:: Your goal ::
In the entries below, find the lines that include "milliseconds" and give their number as the whole reply.

(Dataset entries)
------------
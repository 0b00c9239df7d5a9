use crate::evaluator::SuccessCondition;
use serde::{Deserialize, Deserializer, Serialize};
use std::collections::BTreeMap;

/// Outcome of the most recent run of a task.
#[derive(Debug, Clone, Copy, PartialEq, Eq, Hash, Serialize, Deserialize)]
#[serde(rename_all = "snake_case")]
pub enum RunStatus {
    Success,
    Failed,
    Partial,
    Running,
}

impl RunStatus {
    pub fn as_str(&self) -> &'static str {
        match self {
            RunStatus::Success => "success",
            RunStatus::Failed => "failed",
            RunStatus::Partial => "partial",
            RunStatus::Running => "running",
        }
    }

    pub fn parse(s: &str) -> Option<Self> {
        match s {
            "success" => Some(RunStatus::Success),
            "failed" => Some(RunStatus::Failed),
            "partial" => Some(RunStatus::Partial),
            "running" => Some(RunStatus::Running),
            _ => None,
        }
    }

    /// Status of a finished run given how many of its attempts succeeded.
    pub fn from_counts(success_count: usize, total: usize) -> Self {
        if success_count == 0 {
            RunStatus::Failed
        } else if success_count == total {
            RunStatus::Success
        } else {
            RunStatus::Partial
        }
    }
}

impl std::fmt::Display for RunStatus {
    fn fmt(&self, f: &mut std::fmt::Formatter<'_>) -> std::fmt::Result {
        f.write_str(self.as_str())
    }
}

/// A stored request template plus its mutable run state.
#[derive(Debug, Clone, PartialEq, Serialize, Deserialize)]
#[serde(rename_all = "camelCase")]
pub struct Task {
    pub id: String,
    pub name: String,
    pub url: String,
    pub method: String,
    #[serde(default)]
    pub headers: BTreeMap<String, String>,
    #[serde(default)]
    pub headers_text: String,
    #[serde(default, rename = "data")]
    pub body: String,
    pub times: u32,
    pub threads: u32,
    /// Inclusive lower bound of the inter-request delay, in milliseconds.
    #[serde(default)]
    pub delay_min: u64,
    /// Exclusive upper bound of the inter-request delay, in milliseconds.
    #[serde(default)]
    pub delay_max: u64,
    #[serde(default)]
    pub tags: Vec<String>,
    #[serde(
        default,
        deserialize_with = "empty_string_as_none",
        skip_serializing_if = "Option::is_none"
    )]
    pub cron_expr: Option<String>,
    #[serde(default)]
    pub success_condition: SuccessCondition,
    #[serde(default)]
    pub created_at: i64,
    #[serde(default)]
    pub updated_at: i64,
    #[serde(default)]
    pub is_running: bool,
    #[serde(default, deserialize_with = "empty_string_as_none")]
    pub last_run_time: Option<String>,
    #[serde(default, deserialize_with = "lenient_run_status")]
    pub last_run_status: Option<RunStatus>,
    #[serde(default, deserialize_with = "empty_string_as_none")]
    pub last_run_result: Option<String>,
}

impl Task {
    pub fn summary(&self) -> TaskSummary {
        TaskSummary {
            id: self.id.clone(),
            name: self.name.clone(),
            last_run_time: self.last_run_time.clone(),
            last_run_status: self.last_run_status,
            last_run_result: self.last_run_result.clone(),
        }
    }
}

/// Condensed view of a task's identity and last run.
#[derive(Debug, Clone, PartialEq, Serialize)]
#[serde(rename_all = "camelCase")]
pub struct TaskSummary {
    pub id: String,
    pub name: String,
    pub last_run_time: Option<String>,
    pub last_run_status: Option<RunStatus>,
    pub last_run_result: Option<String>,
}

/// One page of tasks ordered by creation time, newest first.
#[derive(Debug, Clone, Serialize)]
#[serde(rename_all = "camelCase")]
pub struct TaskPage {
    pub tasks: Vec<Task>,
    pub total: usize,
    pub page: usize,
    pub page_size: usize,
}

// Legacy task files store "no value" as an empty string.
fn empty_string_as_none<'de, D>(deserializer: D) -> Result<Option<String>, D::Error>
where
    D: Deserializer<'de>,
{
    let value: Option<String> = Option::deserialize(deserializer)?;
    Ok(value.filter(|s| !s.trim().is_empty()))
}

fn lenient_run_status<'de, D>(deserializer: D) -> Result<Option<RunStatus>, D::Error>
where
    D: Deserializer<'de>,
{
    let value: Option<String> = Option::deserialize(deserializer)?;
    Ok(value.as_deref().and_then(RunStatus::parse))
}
------------
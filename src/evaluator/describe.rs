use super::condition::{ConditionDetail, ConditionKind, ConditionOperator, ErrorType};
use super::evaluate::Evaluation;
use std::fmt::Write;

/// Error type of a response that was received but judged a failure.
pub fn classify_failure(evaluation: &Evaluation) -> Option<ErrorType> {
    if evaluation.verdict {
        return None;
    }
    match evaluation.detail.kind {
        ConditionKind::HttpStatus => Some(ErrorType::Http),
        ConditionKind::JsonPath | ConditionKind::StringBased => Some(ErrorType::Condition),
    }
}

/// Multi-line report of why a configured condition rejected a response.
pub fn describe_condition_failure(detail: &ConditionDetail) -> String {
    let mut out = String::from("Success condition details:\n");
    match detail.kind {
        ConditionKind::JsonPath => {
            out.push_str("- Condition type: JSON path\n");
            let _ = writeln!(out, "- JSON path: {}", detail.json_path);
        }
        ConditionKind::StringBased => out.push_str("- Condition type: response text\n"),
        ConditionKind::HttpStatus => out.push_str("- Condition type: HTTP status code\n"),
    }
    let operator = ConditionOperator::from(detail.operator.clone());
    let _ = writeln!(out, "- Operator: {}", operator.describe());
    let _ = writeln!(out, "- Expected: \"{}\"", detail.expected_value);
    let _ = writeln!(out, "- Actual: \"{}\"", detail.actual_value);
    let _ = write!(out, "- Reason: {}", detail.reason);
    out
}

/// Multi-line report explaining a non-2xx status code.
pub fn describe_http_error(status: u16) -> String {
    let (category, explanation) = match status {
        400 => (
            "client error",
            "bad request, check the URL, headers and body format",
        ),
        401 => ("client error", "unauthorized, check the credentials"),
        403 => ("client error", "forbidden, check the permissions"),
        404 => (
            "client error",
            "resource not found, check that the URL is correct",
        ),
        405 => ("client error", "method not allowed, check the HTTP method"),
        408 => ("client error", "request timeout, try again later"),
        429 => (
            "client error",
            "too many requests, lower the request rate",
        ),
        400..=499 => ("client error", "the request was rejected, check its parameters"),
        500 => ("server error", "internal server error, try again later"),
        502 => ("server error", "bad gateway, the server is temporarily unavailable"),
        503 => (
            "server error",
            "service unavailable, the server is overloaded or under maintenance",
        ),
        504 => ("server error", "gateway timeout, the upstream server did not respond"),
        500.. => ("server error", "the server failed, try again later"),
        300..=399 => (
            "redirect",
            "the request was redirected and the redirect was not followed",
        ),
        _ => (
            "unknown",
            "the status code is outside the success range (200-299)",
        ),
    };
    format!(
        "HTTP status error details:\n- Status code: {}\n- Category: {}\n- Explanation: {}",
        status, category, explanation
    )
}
------------
:: Exercise output ::
2